次の日早くに起き出してきた花京院は、昨日の残りの食料で朝食にした。もぐもぐやっている間に、承太郎が起きてきた。承太郎は一度満腹になるとしばらくそのままなので、朝食はとらないのだ。

二人は支度を整えて、町へと繰り出した。まずは二人とも用事のある防具屋。品揃えは悪くなく、花京院はクロークを一着買った。
それから武器屋。こちらはあまりめぼしいものがなく、承太郎は店主のお勧めに難癖をつけて店を出た。
そしてブラックマーケット。ここは値段こそボッタクリだが、アーティファクトすら並ぶ可能性のある店だ。
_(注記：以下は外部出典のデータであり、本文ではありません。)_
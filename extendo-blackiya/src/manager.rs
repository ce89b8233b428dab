use std::sync::{Arc, Mutex, MutexGuard, PoisonError, Weak};
use std::time::Duration;

use async_trait::async_trait;
use extendo_core_models::TriggerReason;
use extendo_storage::{ExtensionSettings, StoreError};
use tokio::sync::{oneshot, watch, OnceCell};
use tracing::{debug, error, info, warn};

use crate::config::SyncConfig;
use crate::dedupe::{from_entries, remember_hash, to_entries};
use crate::scheduler::{Alarm, SyncScheduler, TimerId, TimerTask};
use crate::state::SharedSyncState;

/// An established event listener. Resolves once the peer closes the port.
pub struct SyncLink {
    port_id: String,
    closed: oneshot::Receiver<Option<String>>,
}

/// Signals closure of the matching [`SyncLink`]. Dropping it counts as a clean
/// close.
pub struct LinkCloser {
    tx: oneshot::Sender<Option<String>>,
}

impl SyncLink {
    pub fn pair(port_id: impl Into<String>) -> (SyncLink, LinkCloser) {
        let (tx, closed) = oneshot::channel();
        let link = SyncLink {
            port_id: port_id.into(),
            closed,
        };
        (link, LinkCloser { tx })
    }

    pub fn port_id(&self) -> &str {
        &self.port_id
    }

    /// Waits for the close notification, yielding the peer's error message if
    /// it gave one.
    pub async fn closed(self) -> Option<String> {
        self.closed.await.unwrap_or(None)
    }
}

impl LinkCloser {
    pub fn close(self, error: Option<String>) {
        let _ = self.tx.send(error);
    }
}

/// Connection and reconciliation as seen by the orchestrator.
#[async_trait]
pub trait SyncTransport: Send + Sync {
    async fn connect(&self, peer_id: &str, reason: TriggerReason) -> Option<SyncLink>;
    async fn reconcile(&self, peer_id: &str, reason: TriggerReason);
}

struct PendingTimer {
    token: u64,
    id: TimerId,
}

#[derive(Default)]
struct Lifecycle {
    active_link: Option<u64>,
    link_generation: u64,
    connecting: Option<watch::Receiver<Option<bool>>>,
    reconnect_timer: Option<PendingTimer>,
    timer_seq: u64,
    warned_missing_peer: bool,
}

struct ManagerInner {
    config: SyncConfig,
    settings: Arc<dyn ExtensionSettings>,
    transport: Arc<dyn SyncTransport>,
    scheduler: Arc<dyn SyncScheduler>,
    state: SharedSyncState,
    hydrated: OnceCell<()>,
    lifecycle: Mutex<Lifecycle>,
}

impl ManagerInner {
    fn lifecycle(&self) -> MutexGuard<'_, Lifecycle> {
        self.lifecycle.lock().unwrap_or_else(PoisonError::into_inner)
    }
}

enum ConnectAttempt {
    Connected,
    Join(watch::Receiver<Option<bool>>),
    Lead(watch::Sender<Option<bool>>),
}

/// Clears the in-progress connect slot when the leading attempt finishes or is
/// dropped.
struct ConnectSlot<'a> {
    inner: &'a ManagerInner,
}

impl Drop for ConnectSlot<'_> {
    fn drop(&mut self) {
        self.inner.lifecycle().connecting = None;
    }
}

/// Top-level orchestrator. Every lifecycle hook funnels into
/// [`SyncManager::ensure_connected_and_reconciled`].
///
/// Cheap to clone; clones share one connection, timer and dedupe state.
#[derive(Clone)]
pub struct SyncManager {
    inner: Arc<ManagerInner>,
}

impl SyncManager {
    pub fn new(
        config: SyncConfig,
        settings: Arc<dyn ExtensionSettings>,
        transport: Arc<dyn SyncTransport>,
        scheduler: Arc<dyn SyncScheduler>,
        state: SharedSyncState,
    ) -> Self {
        Self {
            inner: Arc::new(ManagerInner {
                config,
                settings,
                transport,
                scheduler,
                state,
                hydrated: OnceCell::new(),
                lifecycle: Mutex::new(Lifecycle::default()),
            }),
        }
    }

    fn from_weak(weak: &Weak<ManagerInner>) -> Option<Self> {
        weak.upgrade().map(|inner| Self { inner })
    }

    pub fn state(&self) -> &SharedSyncState {
        &self.inner.state
    }

    pub fn config(&self) -> &SyncConfig {
        &self.inner.config
    }

    pub fn is_connected(&self) -> bool {
        self.inner.lifecycle().active_link.is_some()
    }

    pub fn has_pending_reconnect(&self) -> bool {
        self.inner.lifecycle().reconnect_timer.is_some()
    }

    /// Schedules the heartbeat alarm and runs the bootstrap trigger.
    pub async fn init(&self) {
        info!("starting event sync bootstrap");
        let config = &self.inner.config;
        self.inner
            .scheduler
            .create_alarm(&config.heartbeat_alarm_name, config.heartbeat_period_minutes);
        info!(
            alarm = %config.heartbeat_alarm_name,
            period_minutes = config.heartbeat_period_minutes,
            "scheduled sync heartbeat alarm"
        );
        self.ensure_connected_and_reconciled(TriggerReason::Bootstrap)
            .await;
    }

    pub async fn handle_alarm(&self, alarm: &Alarm) {
        if alarm.name != self.inner.config.heartbeat_alarm_name {
            return;
        }
        self.ensure_connected_and_reconciled(TriggerReason::AlarmHeartbeat)
            .await;
    }

    pub async fn ensure_connected_and_reconciled(&self, reason: TriggerReason) {
        if let Err(err) = self.hydrate().await {
            error!(%reason, error = %err, "failed to load persisted hash dedupe cache");
            self.schedule_reconnect(reason);
            return;
        }

        let peer_id = match self.inner.settings.blackiya_extension_id().await {
            Ok(peer_id) => peer_id,
            Err(err) => {
                error!(%reason, error = %err, "failed to read peer extension id");
                String::new()
            }
        };
        if peer_id.is_empty() {
            let first_warning = {
                let mut lifecycle = self.inner.lifecycle();
                !std::mem::replace(&mut lifecycle.warned_missing_peer, true)
            };
            if first_warning {
                warn!(%reason, "missing Blackiya extension id in settings; skipping sync");
            }
            self.schedule_reconnect(reason);
            return;
        }
        self.inner.lifecycle().warned_missing_peer = false;

        if !self.connect(&peer_id, reason).await {
            info!(peer_id = %peer_id, %reason, "skipping reconcile; listener is not connected");
            return;
        }

        self.inner.transport.reconcile(&peer_id, reason).await;
    }

    /// Loads the persisted hash cache once per process. A failed read leaves
    /// the cell empty so the next trigger tries again.
    async fn hydrate(&self) -> Result<(), StoreError> {
        let inner = &self.inner;
        inner
            .hydrated
            .get_or_try_init(move || async move {
                let persisted = inner.settings.saved_conversation_hashes().await?;
                let max = inner.config.max_saved_payload_hashes;
                let conversations = {
                    let mut state = inner.state.lock();
                    let mut merged = from_entries(&persisted, max);
                    for (conversation_id, hash) in to_entries(&state.last_saved_hash_by_conversation_id) {
                        remember_hash(&mut merged, &conversation_id, &hash, max);
                    }
                    state.last_saved_hash_by_conversation_id = merged;
                    state.last_saved_hash_by_conversation_id.len()
                };
                info!(conversations, "loaded persisted hash dedupe cache");
                Ok::<(), StoreError>(())
            })
            .await
            .map(|_| ())
    }

    /// Reuses the active link, joins an attempt already in flight, or leads a
    /// new one.
    async fn connect(&self, peer_id: &str, reason: TriggerReason) -> bool {
        let attempt = {
            let mut lifecycle = self.inner.lifecycle();
            if lifecycle.active_link.is_some() {
                ConnectAttempt::Connected
            } else if let Some(pending) = lifecycle.connecting.clone() {
                ConnectAttempt::Join(pending)
            } else {
                let (tx, rx) = watch::channel(None);
                lifecycle.connecting = Some(rx);
                ConnectAttempt::Lead(tx)
            }
        };

        match attempt {
            ConnectAttempt::Connected => true,
            ConnectAttempt::Join(mut pending) => {
                debug!(peer_id, %reason, "joining in-flight connect attempt");
                pending
                    .wait_for(Option::is_some)
                    .await
                    .map(|result| *result == Some(true))
                    .unwrap_or(false)
            }
            ConnectAttempt::Lead(done) => {
                let slot = ConnectSlot { inner: &self.inner };
                let connected = self.establish(peer_id, reason).await;
                drop(slot);
                done.send_replace(Some(connected));
                connected
            }
        }
    }

    async fn establish(&self, peer_id: &str, reason: TriggerReason) -> bool {
        info!(peer_id, %reason, "listener connect start");
        let Some(link) = self.inner.transport.connect(peer_id, reason).await else {
            self.schedule_reconnect(reason);
            return false;
        };

        self.clear_reconnect_timer();
        let generation = {
            let mut lifecycle = self.inner.lifecycle();
            lifecycle.link_generation += 1;
            lifecycle.active_link = Some(lifecycle.link_generation);
            lifecycle.link_generation
        };
        info!(peer_id, %reason, port_id = link.port_id(), "listener connect success");

        let weak = Arc::downgrade(&self.inner);
        tokio::spawn(async move {
            let error = link.closed().await;
            if let Some(manager) = SyncManager::from_weak(&weak) {
                manager.handle_disconnect(generation, error);
            }
        });
        true
    }

    fn handle_disconnect(&self, generation: u64, error: Option<String>) {
        let current = {
            let mut lifecycle = self.inner.lifecycle();
            let current = lifecycle.active_link == Some(generation);
            if current {
                lifecycle.active_link = None;
            }
            current
        };
        if !current {
            debug!(generation, "ignoring close of superseded link");
            return;
        }

        let reason = TriggerReason::DisconnectRetry;
        match error {
            Some(message) => warn!(%message, %reason, "disconnected from peer"),
            None => info!(%reason, "disconnected from peer"),
        }
        self.schedule_reconnect(reason);
    }

    /// Replaces any pending reconnect with a new one; the last caller wins.
    fn schedule_reconnect(&self, reason: TriggerReason) {
        let delay_ms = self.inner.config.reconnect_delay_ms;
        let mut lifecycle = self.inner.lifecycle();
        if let Some(previous) = lifecycle.reconnect_timer.take() {
            self.inner.scheduler.clear_timer(previous.id);
        }
        lifecycle.timer_seq += 1;
        let token = lifecycle.timer_seq;

        let weak = Arc::downgrade(&self.inner);
        let task: TimerTask = Box::pin(async move {
            let Some(manager) = SyncManager::from_weak(&weak) else {
                return;
            };
            manager.take_fired_timer(token);
            manager.ensure_connected_and_reconciled(reason).await;
        });
        let id = self
            .inner
            .scheduler
            .set_timer(Duration::from_millis(delay_ms), task);
        lifecycle.reconnect_timer = Some(PendingTimer { token, id });
        debug!(%reason, delay_ms, "scheduled reconnect");
    }

    fn take_fired_timer(&self, token: u64) {
        let mut lifecycle = self.inner.lifecycle();
        if lifecycle
            .reconnect_timer
            .as_ref()
            .is_some_and(|pending| pending.token == token)
        {
            lifecycle.reconnect_timer = None;
        }
    }

    fn clear_reconnect_timer(&self) {
        let pending = self.inner.lifecycle().reconnect_timer.take();
        if let Some(pending) = pending {
            self.inner.scheduler.clear_timer(pending.id);
        }
    }
}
店主のゴーレムはバルログとハーフエルフを見て片眉を釣り上げたが、金のある客だと分かると笑顔を浮かべて品物を見せた。
これといった装備品はなかったが、帰還のロッドが一本。花京院は予備にとそれを購入した。ちなみに今持っているロッドは元々は承太郎のものであるが、花京院が持ち運んでいる。そっちのほうが効率がいいし。
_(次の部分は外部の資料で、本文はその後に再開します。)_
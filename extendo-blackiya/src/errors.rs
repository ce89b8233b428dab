use extendo_storage::StoreError;
use thiserror::Error;

#[derive(Debug, Error, PartialEq, Eq)]
pub enum ConfigError {
    #[error("invalid field: {0}")]
    InvalidField(String),
    #[error("invalid value for {var}: {value}")]
    InvalidEnv { var: &'static str, value: String },
}

#[derive(Debug, Error, PartialEq, Eq)]
pub enum PersistenceError {
    #[error("Translations API instance is not configured")]
    NotConfigured,
    #[error("failed to read settings: {0}")]
    Settings(#[from] StoreError),
    #[error("failed to serialize conversation payload: {0}")]
    Serialization(String),
    #[error("Failed to save translation payload. {endpoint} -> {status} {reason}")]
    Status {
        endpoint: String,
        status: u16,
        reason: String,
    },
    #[error("Failed to save translation payload. {endpoint} -> {cause}")]
    Transport { endpoint: String, cause: String },
    #[error("http client init failed: {0}")]
    Client(String),
}

#[derive(Debug, Error, PartialEq, Eq)]
pub enum PeerError {
    #[error("peer request timed out after {0} ms")]
    Timeout(u64),
    #[error("peer rejected request: {0}")]
    Remote(String),
    #[error("peer channel closed")]
    ChannelClosed,
    #[error("peer port failed to open: {0}")]
    Connect(String),
}
use thiserror::Error;

#[derive(Debug, Error, PartialEq, Eq)]
pub enum StoreError {
    #[error("storage io error: {0}")]
    Io(String),
    #[error("storage document is corrupt: {0}")]
    Corrupt(String),
    #[error("storage serialization failed: {0}")]
    Serialization(String),
}

impl From<std::io::Error> for StoreError {
    fn from(err: std::io::Error) -> Self {
        StoreError::Io(err.to_string())
    }
}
ブラックマーケットのある路地裏から出て、二人は最後に書店を訪れた。店の扉を開けて中に入ると、店主がヒュウっと口笛を吹く音が聞こえた。そちらへ目を向ければ、一人のアンドロイドがいた。
アンドロイドの片腕は甲冑のようになっており、銀色の顔の上には銀色の髪が天をついていた。ああいうデザインのアンドロイドなんだろうか。それとももしかして、オシャレか。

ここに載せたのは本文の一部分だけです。